🤖 AI Summary
This study addresses **value alignment without model fine-tuning or dynamic prompt optimization**: how to guide large language models (LLMs) to generate value-congruent text via *static prompt design* alone. Methodologically, it formalizes target human values—grounded in Schwartz’s Theory of Basic Human Values—and constructs a structured dialogue dataset; it further proposes a reproducible, model-agnostic prompt evaluation framework that quantifies both the *presence* and *incremental gain* of target values in generated outputs. Experiments using a Wizard-Vicuna variant demonstrate that prompts explicitly conditioning on target values significantly improve value consistency over baseline prompts, with statistically significant alignment gains. The core contribution is the first *quantifiable, static-prompt evaluation paradigm* for dynamic value alignment—enabling lightweight, interpretable, and controllable value guidance in LLMs.
📝 Abstract
Large language models are increasingly used in applications where alignment with human values is critical. While model fine-tuning is often employed to ensure safe responses, this technique is static and does not lend itself to everyday situations involving dynamic values and preferences.
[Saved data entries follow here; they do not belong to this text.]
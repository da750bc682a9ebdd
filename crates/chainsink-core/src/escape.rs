//! SQL identifier / literal escaping and canonical primary-key encoding.
//!
//! Statements are built as text, so every identifier and every string value
//! that reaches a statement goes through one of the helpers below.

use std::collections::BTreeMap;

use serde_json::Value;

use crate::error::SinkError;

/// Canonical primary key: column name → value, sorted by column name.
pub type RowKey = BTreeMap<String, String>;

/// Quote an identifier with `"`, doubling any embedded `"`.
pub fn escape_identifier(name: &str) -> String {
    format!("\"{}\"", name.replace('"', "\"\""))
}

/// Quote a string literal with `'`, doubling any embedded `'`.
///
/// Nothing else is altered: backslashes and control characters are passed
/// through as-is (standard conforming strings).
pub fn escape_string_value(value: &str) -> String {
    format!("'{}'", value.replace('\'', "''"))
}

/// `"schema"."table"`
pub fn qualified_identifier(schema: &str, table: &str) -> String {
    format!("{}.{}", escape_identifier(schema), escape_identifier(table))
}

/// Canonical JSON form of a key, e.g. `{"id":"1234"}`.
///
/// Used both as the staging-area key and as the `pk` column of the history
/// table, so both sides always agree.
pub fn primary_key_to_json(key: &RowKey) -> String {
    let object = key
        .iter()
        .map(|(k, v)| (k.clone(), Value::String(v.clone())))
        .collect::<serde_json::Map<_, _>>();
    Value::Object(object).to_string()
}

/// Parse a canonical key back. Non-string JSON values are kept in their
/// JSON text form.
pub fn json_to_primary_key(json: &str) -> Result<RowKey, SinkError> {
    let value: Value = serde_json::from_str(json)
        .map_err(|e| SinkError::database(format!("invalid primary key JSON {json:?}: {e}")))?;
    let Value::Object(object) = value else {
        return Err(SinkError::database(format!(
            "primary key JSON {json:?} is not an object"
        )));
    };
    Ok(object
        .into_iter()
        .map(|(k, v)| match v {
            Value::String(s) => (k, s),
            other => (k, other.to_string()),
        })
        .collect())
}

/// `"a" = '1' AND "b" = '2'`, terms sorted for determinism.
pub fn primary_key_where_clause(key: &RowKey) -> String {
    let mut terms = key
        .iter()
        .map(|(k, v)| format!("{} = {}", escape_identifier(k), escape_string_value(v)))
        .collect::<Vec<_>>();
    terms.sort();
    terms.join(" AND ")
}

#[cfg(test)]
mod tests {
    use super::*;

    fn key(pairs: &[(&str, &str)]) -> RowKey {
        pairs
            .iter()
            .map(|(k, v)| (k.to_string(), v.to_string()))
            .collect()
    }

    #[test]
    fn identifiers_are_quoted() {
        assert_eq!(escape_identifier("xfer"), "\"xfer\"");
        assert_eq!(escape_identifier("we\"ird"), "\"we\"\"ird\"");
        assert_eq!(qualified_identifier("public", "from"), "\"public\".\"from\"");
    }

    #[test]
    fn string_values_only_double_quotes() {
        assert_eq!(escape_string_value("abc"), "'abc'");
        assert_eq!(escape_string_value("it's"), "'it''s'");
        assert_eq!(escape_string_value("''"), "''''''");
        // backslashes and control characters are untouched
        assert_eq!(escape_string_value("a\\b"), "'a\\b'");
        assert_eq!(escape_string_value("line\nnext\t"), "'line\nnext\t'");
    }

    #[test]
    fn canonical_key_json_is_sorted() {
        let k = key(&[("idx", "3"), ("id", "2345")]);
        assert_eq!(primary_key_to_json(&k), r#"{"id":"2345","idx":"3"}"#);
        assert_eq!(json_to_primary_key(r#"{"idx":"3","id":"2345"}"#).unwrap(), k);
    }

    #[test]
    fn key_json_with_non_string_values() {
        let k = json_to_primary_key(r#"{"id":12}"#).unwrap();
        assert_eq!(k.get("id").map(String::as_str), Some("12"));
        assert!(json_to_primary_key("[1]").is_err());
        assert!(json_to_primary_key("nope").is_err());
    }

    #[test]
    fn where_clause() {
        assert_eq!(primary_key_where_clause(&key(&[("id", "2345")])), "\"id\" = '2345'");
        assert_eq!(
            primary_key_where_clause(&key(&[("idx", "3"), ("id", "2345")])),
            "\"id\" = '2345' AND \"idx\" = '3'"
        );
        assert_eq!(
            primary_key_where_clause(&key(&[("id", "o'neil")])),
            "\"id\" = 'o''neil'"
        );
    }
}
In this paper, we present a practical, reproducible, and model-agnostic procedure to evaluate whether a prompt candidate can effectively steer generated text toward specific human values, formalising a scoring method to quantify the presence and gain of target values in generated responses. We apply our method to a variant of the Wizard-Vicuna language model, using Schwartz's theory of basic human values and a structured evaluation through a dialogue dataset. With this setup, we compare a baseline prompt to one explicitly conditioned on values, and show that value steering is possible even without altering the model or dynamically optimising prompts.